---- SUPPLIED RECORDS

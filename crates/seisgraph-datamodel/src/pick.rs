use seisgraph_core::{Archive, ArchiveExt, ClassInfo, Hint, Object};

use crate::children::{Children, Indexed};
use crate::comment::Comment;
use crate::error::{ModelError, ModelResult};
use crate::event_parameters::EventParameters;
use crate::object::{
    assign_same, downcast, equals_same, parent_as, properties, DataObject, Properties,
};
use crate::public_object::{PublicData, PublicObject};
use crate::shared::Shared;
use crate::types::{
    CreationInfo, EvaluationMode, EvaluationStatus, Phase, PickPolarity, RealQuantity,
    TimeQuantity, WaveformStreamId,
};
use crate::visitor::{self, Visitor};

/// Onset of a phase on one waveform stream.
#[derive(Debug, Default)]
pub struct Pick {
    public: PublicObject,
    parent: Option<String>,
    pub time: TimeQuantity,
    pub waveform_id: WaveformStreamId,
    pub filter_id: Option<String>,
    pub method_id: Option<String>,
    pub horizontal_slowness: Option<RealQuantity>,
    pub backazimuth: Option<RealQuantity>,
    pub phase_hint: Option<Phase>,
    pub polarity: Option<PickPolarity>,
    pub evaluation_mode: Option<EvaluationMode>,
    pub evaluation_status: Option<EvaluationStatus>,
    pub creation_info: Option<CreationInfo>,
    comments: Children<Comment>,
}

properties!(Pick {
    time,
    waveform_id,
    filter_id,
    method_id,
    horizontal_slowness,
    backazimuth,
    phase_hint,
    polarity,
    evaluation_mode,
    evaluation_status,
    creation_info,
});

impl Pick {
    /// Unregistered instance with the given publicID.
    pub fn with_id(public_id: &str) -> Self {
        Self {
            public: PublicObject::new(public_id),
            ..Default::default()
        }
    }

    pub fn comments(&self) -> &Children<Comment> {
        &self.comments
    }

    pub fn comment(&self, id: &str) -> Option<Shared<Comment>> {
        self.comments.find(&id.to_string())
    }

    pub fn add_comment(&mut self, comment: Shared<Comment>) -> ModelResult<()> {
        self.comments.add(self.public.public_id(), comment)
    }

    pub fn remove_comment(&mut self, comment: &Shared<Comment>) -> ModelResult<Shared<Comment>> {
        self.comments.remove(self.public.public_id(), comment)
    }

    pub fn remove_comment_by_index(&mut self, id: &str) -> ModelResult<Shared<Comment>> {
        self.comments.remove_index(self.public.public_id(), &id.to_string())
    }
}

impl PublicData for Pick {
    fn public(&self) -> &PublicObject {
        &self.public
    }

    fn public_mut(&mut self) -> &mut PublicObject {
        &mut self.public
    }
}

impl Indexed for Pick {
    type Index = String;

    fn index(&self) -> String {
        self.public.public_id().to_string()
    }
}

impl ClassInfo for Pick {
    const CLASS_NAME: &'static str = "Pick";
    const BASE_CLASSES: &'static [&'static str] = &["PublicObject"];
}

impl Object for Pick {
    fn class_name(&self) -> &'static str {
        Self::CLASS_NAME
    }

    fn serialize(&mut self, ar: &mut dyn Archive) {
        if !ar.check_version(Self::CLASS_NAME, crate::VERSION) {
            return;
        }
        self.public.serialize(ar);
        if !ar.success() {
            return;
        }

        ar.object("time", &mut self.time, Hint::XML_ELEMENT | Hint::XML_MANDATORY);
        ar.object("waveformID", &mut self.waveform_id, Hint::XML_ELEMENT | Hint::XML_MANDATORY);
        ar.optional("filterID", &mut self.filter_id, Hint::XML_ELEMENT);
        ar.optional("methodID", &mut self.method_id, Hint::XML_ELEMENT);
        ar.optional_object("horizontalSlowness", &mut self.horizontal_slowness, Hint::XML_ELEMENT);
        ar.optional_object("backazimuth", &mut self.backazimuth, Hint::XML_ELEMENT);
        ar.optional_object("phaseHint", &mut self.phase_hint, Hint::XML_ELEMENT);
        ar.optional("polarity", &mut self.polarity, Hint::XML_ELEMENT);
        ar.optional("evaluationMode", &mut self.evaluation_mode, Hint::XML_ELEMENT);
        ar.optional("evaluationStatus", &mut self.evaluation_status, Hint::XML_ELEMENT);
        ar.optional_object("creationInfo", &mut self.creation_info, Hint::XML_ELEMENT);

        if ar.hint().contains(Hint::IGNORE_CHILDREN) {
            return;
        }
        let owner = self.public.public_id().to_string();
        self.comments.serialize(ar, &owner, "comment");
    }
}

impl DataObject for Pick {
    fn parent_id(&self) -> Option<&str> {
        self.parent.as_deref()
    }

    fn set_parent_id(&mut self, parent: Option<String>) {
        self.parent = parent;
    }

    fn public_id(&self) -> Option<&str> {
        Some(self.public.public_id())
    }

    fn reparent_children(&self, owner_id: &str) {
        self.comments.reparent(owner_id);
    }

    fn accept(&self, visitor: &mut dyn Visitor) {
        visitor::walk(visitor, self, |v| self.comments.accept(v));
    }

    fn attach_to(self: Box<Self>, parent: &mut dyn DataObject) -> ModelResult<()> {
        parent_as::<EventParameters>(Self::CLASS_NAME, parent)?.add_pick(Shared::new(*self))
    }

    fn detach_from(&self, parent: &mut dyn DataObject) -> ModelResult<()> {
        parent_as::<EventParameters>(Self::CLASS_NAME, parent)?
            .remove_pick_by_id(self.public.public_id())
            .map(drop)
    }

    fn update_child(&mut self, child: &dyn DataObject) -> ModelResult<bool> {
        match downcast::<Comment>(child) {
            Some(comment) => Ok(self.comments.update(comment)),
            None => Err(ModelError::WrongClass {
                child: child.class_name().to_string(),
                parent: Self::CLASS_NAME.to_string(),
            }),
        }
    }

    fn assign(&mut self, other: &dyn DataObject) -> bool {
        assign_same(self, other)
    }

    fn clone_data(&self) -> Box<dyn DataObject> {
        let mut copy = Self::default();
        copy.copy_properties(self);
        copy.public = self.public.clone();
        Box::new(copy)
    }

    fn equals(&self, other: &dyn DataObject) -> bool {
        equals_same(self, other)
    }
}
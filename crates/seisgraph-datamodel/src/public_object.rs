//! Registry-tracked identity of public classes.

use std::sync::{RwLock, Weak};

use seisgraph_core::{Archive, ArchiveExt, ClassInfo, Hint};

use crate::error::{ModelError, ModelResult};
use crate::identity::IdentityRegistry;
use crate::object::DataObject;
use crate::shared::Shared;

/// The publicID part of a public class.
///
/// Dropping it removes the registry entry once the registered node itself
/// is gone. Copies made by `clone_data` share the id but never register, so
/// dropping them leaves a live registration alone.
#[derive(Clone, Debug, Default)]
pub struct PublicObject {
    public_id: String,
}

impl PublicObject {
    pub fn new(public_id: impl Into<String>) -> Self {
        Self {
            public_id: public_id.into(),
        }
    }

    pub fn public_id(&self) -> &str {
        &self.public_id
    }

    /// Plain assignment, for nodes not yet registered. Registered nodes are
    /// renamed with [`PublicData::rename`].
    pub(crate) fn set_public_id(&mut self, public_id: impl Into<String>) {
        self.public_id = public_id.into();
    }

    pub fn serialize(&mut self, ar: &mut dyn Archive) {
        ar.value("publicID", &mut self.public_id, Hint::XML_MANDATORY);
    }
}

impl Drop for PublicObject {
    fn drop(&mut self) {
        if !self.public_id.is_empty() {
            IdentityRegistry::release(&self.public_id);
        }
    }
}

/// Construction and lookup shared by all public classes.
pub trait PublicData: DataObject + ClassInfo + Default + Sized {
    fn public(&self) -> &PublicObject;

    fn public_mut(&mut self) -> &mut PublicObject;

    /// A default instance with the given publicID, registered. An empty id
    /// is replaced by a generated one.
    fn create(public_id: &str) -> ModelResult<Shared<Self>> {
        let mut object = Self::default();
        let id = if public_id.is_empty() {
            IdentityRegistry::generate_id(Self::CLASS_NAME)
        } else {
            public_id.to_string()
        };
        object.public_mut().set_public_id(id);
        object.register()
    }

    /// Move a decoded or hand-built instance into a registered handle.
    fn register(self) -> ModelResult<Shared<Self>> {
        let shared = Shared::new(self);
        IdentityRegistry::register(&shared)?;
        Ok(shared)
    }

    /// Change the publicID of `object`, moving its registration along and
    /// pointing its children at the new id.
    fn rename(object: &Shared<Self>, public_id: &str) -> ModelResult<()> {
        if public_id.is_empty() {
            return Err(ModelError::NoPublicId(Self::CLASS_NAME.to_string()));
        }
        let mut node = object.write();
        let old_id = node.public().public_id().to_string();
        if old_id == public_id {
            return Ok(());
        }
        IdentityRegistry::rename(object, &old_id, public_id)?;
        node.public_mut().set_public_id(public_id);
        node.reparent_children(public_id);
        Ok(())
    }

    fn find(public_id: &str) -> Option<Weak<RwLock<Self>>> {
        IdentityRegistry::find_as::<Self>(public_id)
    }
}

--------

> _EXERCISE_: Within the records above, determine the number of lines that hold the word "accept" and return only that value.

> _EXERCISE SOLUTION_: 2